In 1796, the resident population was approximately 1391 men and 1289 women, that included four barbers, 17 clergy, three literary writers, 41 unemployed, six businessmen, four surgeons/doctors, two merchants, 290 farmers and 140 day-laborers, 24 seamstresses, 20 cobblers, seven carpenters, 14 stone-smiths, four iron-smiths, five blacksmiths, one hat-maker, 7 transporters/carriage drivers and 103 domestic servants.

In 1960, transport was a primary function in Torre (linking Bragança and Mirandela) and supporting the merchant industries, such as commerce, olive oil production, cereal crops, fruit and wine. Located in Torre were: a fertilizer deposit, two banking agencies, a funeral home, a magazine concern, four insurance agents, 11 seamstresses, one sports association and Casa do Povo, one repair garage, one olive oil deposit, an olive oil merchant, four barbers, two cafés, a pharmacy, a metal shop, a philharmonic band, gas station, a metal fabricator, an agricultural implement dealer, three medics, seven markets/shops, four millers, three hotels, four teachers, the civil registry, three sawmills, three butchers, two rocksmiths and three transport companies.

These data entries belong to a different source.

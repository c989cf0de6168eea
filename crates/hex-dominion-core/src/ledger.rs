//! Unit placement ledger.
//!
//! Owns every unit and the field occupancy index. A field holds at most one
//! unit; a unit occupies at most one field.

use crate::territory::Territory;
use crate::types::{FieldId, PlayerId, UnitId};
use crate::unit::{Unit, UnitType};
use std::collections::{BTreeMap, HashMap};

/// All units of a game and where they stand.
#[derive(Clone, Debug, PartialEq, Eq)]
pub struct UnitLedger {
    units: BTreeMap<UnitId, Unit>,
    occupancy: HashMap<FieldId, UnitId>,
    next_unit_id: UnitId,
}

impl UnitLedger {
    /// Create an empty ledger.
    pub fn new() -> Self {
        Self {
            units: BTreeMap::new(),
            occupancy: HashMap::new(),
            next_unit_id: 1,
        }
    }

    /// Create an unplaced unit.
    pub fn spawn(&mut self, owner: PlayerId, unit_type: UnitType) -> UnitId {
        let id = self.next_unit_id;
        self.next_unit_id += 1;
        self.units.insert(id, Unit::new(id, owner, unit_type));
        id
    }

    /// Create a unit directly on an empty field.
    pub fn spawn_at(
        &mut self,
        owner: PlayerId,
        unit_type: UnitType,
        field: FieldId,
    ) -> Result<UnitId, LedgerError> {
        if let Some(&occupant) = self.occupancy.get(&field) {
            return Err(LedgerError::FieldOccupied { field, occupant });
        }
        let id = self.spawn(owner, unit_type);
        self.occupancy.insert(field, id);
        if let Some(unit) = self.units.get_mut(&id) {
            unit.field = Some(field);
        }
        Ok(id)
    }

    /// Get a unit by id.
    pub fn unit(&self, id: UnitId) -> Option<&Unit> {
        self.units.get(&id)
    }

    /// Get a mutable unit by id.
    pub fn unit_mut(&mut self, id: UnitId) -> Option<&mut Unit> {
        self.units.get_mut(&id)
    }

    /// Iterate over all units in id order.
    pub fn units(&self) -> impl Iterator<Item = &Unit> {
        self.units.values()
    }

    /// Iterate over a player's units in id order.
    pub fn units_of(&self, player: PlayerId) -> impl Iterator<Item = &Unit> {
        self.units.values().filter(move |u| u.owner == player)
    }

    /// Number of units, placed or not.
    pub fn len(&self) -> usize {
        self.units.len()
    }

    /// Is the ledger empty?
    pub fn is_empty(&self) -> bool {
        self.units.is_empty()
    }

    /// Id of the unit standing on a field.
    pub fn occupant_id(&self, field: FieldId) -> Option<UnitId> {
        self.occupancy.get(&field).copied()
    }

    /// The unit standing on a field.
    pub fn occupant(&self, field: FieldId) -> Option<&Unit> {
        self.occupancy
            .get(&field)
            .and_then(|id| self.units.get(id))
    }

    /// Put a unit on a field, vacating its previous field.
    ///
    /// Fails if another unit already stands there.
    pub fn place(&mut self, id: UnitId, field: FieldId) -> Result<(), LedgerError> {
        let Some(unit) = self.units.get_mut(&id) else {
            return Err(LedgerError::UnknownUnit(id));
        };
        match self.occupancy.get(&field) {
            Some(&occupant) if occupant != id => {
                return Err(LedgerError::FieldOccupied { field, occupant });
            }
            _ => {}
        }
        if let Some(previous) = unit.field.replace(field) {
            self.occupancy.remove(&previous);
        }
        self.occupancy.insert(field, id);
        Ok(())
    }

    /// Destroy a unit, freeing its field.
    pub fn remove(&mut self, id: UnitId) -> Option<Unit> {
        let unit = self.units.remove(&id)?;
        if let Some(field) = unit.field {
            self.occupancy.remove(&field);
        }
        Some(unit)
    }

    /// Units standing on a territory's fields, in field order.
    pub fn units_in<'a>(&'a self, territory: &'a Territory) -> impl Iterator<Item = &'a Unit> + 'a {
        territory.fields.iter().filter_map(|&f| self.occupant(f))
    }

    /// The territory's main building, if it has one.
    pub fn main_building(&self, territory: &Territory) -> Option<UnitId> {
        self.units_in(territory)
            .find(|u| u.is_main_building())
            .map(|u| u.id)
    }

    /// Total upkeep of the units standing in a territory.
    pub fn salaries(&self, territory: &Territory) -> i32 {
        self.units_in(territory)
            .map(|u| u.unit_type.stats().salary as i32)
            .sum()
    }

    /// Destroy every unit in a territory that draws a salary.
    pub fn remove_salaried(&mut self, territory: &Territory) -> Vec<Unit> {
        let doomed: Vec<UnitId> = self
            .units_in(territory)
            .filter(|u| u.unit_type.stats().salary > 0)
            .map(|u| u.id)
            .collect();
        doomed.into_iter().filter_map(|id| self.remove(id)).collect()
    }

    /// Destroy every unit in a territory.
    pub fn clear(&mut self, territory: &Territory) -> Vec<Unit> {
        let doomed: Vec<UnitId> = self.units_in(territory).map(|u| u.id).collect();
        doomed.into_iter().filter_map(|id| self.remove(id)).collect()
    }
}

impl Default for UnitLedger {
    fn default() -> Self {
        Self::new()
    }
}

/// Errors from ledger operations.
#[derive(Clone, Debug, PartialEq, Eq, thiserror::Error)]
pub enum LedgerError {
    #[error("Unit {0} does not exist")]
    UnknownUnit(UnitId),
    #[error("Field {field} is already occupied by unit {occupant}")]
    FieldOccupied { field: FieldId, occupant: UnitId },
}

#[cfg(test)]
mod tests {
    use super::*;

    fn territory(fields: &[FieldId]) -> Territory {
        Territory::new(1, 0, fields.iter().copied().collect())
    }

    #[test]
    fn test_spawn_allocates_ids() {
        let mut ledger = UnitLedger::new();
        assert_eq!(ledger.spawn(0, UnitType::Peasant), 1);
        assert_eq!(ledger.spawn(0, UnitType::Peasant), 2);
        assert_eq!(ledger.len(), 2);
        assert!(!ledger.unit(1).unwrap().is_placed());
    }

    #[test]
    fn test_place_and_relocate() {
        let mut ledger = UnitLedger::new();
        let id = ledger.spawn(0, UnitType::Peasant);
        ledger.place(id, 3).unwrap();
        assert_eq!(ledger.occupant_id(3), Some(id));

        ledger.place(id, 4).unwrap();
        assert_eq!(ledger.occupant_id(3), None);
        assert_eq!(ledger.occupant_id(4), Some(id));
        assert_eq!(ledger.unit(id).unwrap().field, Some(4));

        // Placing on its own field is a no-op
        ledger.place(id, 4).unwrap();
        assert_eq!(ledger.occupant_id(4), Some(id));
    }

    #[test]
    fn test_one_unit_per_field() {
        let mut ledger = UnitLedger::new();
        let a = ledger.spawn_at(0, UnitType::Peasant, 1).unwrap();
        let b = ledger.spawn(0, UnitType::Knight);
        assert_eq!(
            ledger.place(b, 1),
            Err(LedgerError::FieldOccupied {
                field: 1,
                occupant: a
            })
        );
        assert!(!ledger.unit(b).unwrap().is_placed());
        assert!(ledger.spawn_at(1, UnitType::Tower, 1).is_err());
    }

    #[test]
    fn test_place_unknown_unit() {
        let mut ledger = UnitLedger::new();
        assert_eq!(ledger.place(9, 0), Err(LedgerError::UnknownUnit(9)));
    }

    #[test]
    fn test_remove_frees_field() {
        let mut ledger = UnitLedger::new();
        let id = ledger.spawn_at(0, UnitType::Peasant, 2).unwrap();
        let removed = ledger.remove(id).unwrap();
        assert_eq!(removed.id, id);
        assert_eq!(ledger.occupant_id(2), None);
        assert!(ledger.remove(id).is_none());
    }

    #[test]
    fn test_main_building_and_salaries() {
        let mut ledger = UnitLedger::new();
        let t = territory(&[0, 1, 2, 3]);
        let mb = ledger.spawn_at(0, UnitType::MainBuilding, 0).unwrap();
        ledger.spawn_at(0, UnitType::Peasant, 1).unwrap();
        ledger.spawn_at(0, UnitType::Knight, 2).unwrap();
        // Outside the territory
        ledger.spawn_at(0, UnitType::Baron, 9).unwrap();

        assert_eq!(ledger.main_building(&t), Some(mb));
        assert_eq!(ledger.salaries(&t), 2 + 18);
        assert_eq!(ledger.units_in(&t).count(), 3);
    }

    #[test]
    fn test_remove_salaried_keeps_main_building() {
        let mut ledger = UnitLedger::new();
        let t = territory(&[0, 1, 2]);
        let mb = ledger.spawn_at(0, UnitType::MainBuilding, 0).unwrap();
        ledger.spawn_at(0, UnitType::Peasant, 1).unwrap();
        ledger.spawn_at(0, UnitType::Tower, 2).unwrap();

        let removed = ledger.remove_salaried(&t);
        assert_eq!(removed.len(), 2);
        assert_eq!(ledger.units_in(&t).map(|u| u.id).collect::<Vec<_>>(), vec![mb]);
    }

    #[test]
    fn test_clear() {
        let mut ledger = UnitLedger::new();
        let t = territory(&[0, 1]);
        ledger.spawn_at(0, UnitType::MainBuilding, 0).unwrap();
        ledger.spawn_at(0, UnitType::Peasant, 1).unwrap();
        assert_eq!(ledger.clear(&t).len(), 2);
        assert!(ledger.is_empty());
    }
}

Owing to energetic growth rate and resident population Torre de Dona Chama was elevated to the status of vila (town) in 1991.

==Geography==
Torre de D. Chama is situated on the left bank of the River Tuela, a little more than three kilometres north-northeast of the district capital. It is fronted by a green mound of the Serra da Nogueira, south by the fertile lands of the municipality of Macedo de Cavaleiros, and crossed by various raviness. It is 25 kilometres from Mirandela, Macedo de Cavaleiros or Valpaços and 50 kilometres from Bragança.

Apart from the main settlement, the parish is highlighted by two other communities:
- Guide - identified by its grandioso square, location of the main church, and with several restored dwellings that indicate its history;
- Vilares - located along the road to Mirandela, a stretch of four kilometres with a scattering of a dozen buildings, that include the main Chapel and the Casa Rural (Rural House)

==Economy==
The parish has many resources, and its inhabitants do not only dedicate themselves to agricultural activities. Although it is the dominant income industry, commerce, education and other services are influential. Agricultural activities associated with seed, grafting, fertilizer, liming, animal feed and their derivatives have been economic successes. These have helped to produce and expand the production of olive oil, wine, various fruits and cereal crops. Mechanization of agricultural activities has begun to spread, in a region that has traditionally used hoes, forks, picks and rakes. There are various examples of animal husbandry, including dairy and meat cattle, goats, sheep and pig farmers in the parish.

The region is also home to flourmilling factories, bakers, olive oil producers, cementmakers, gravel mines, ceramics artisans, marble and granite sculptures, and masons, in addition to wine cellars, aluminum stampers, steelsmiths, sawmills and carpentry businesses.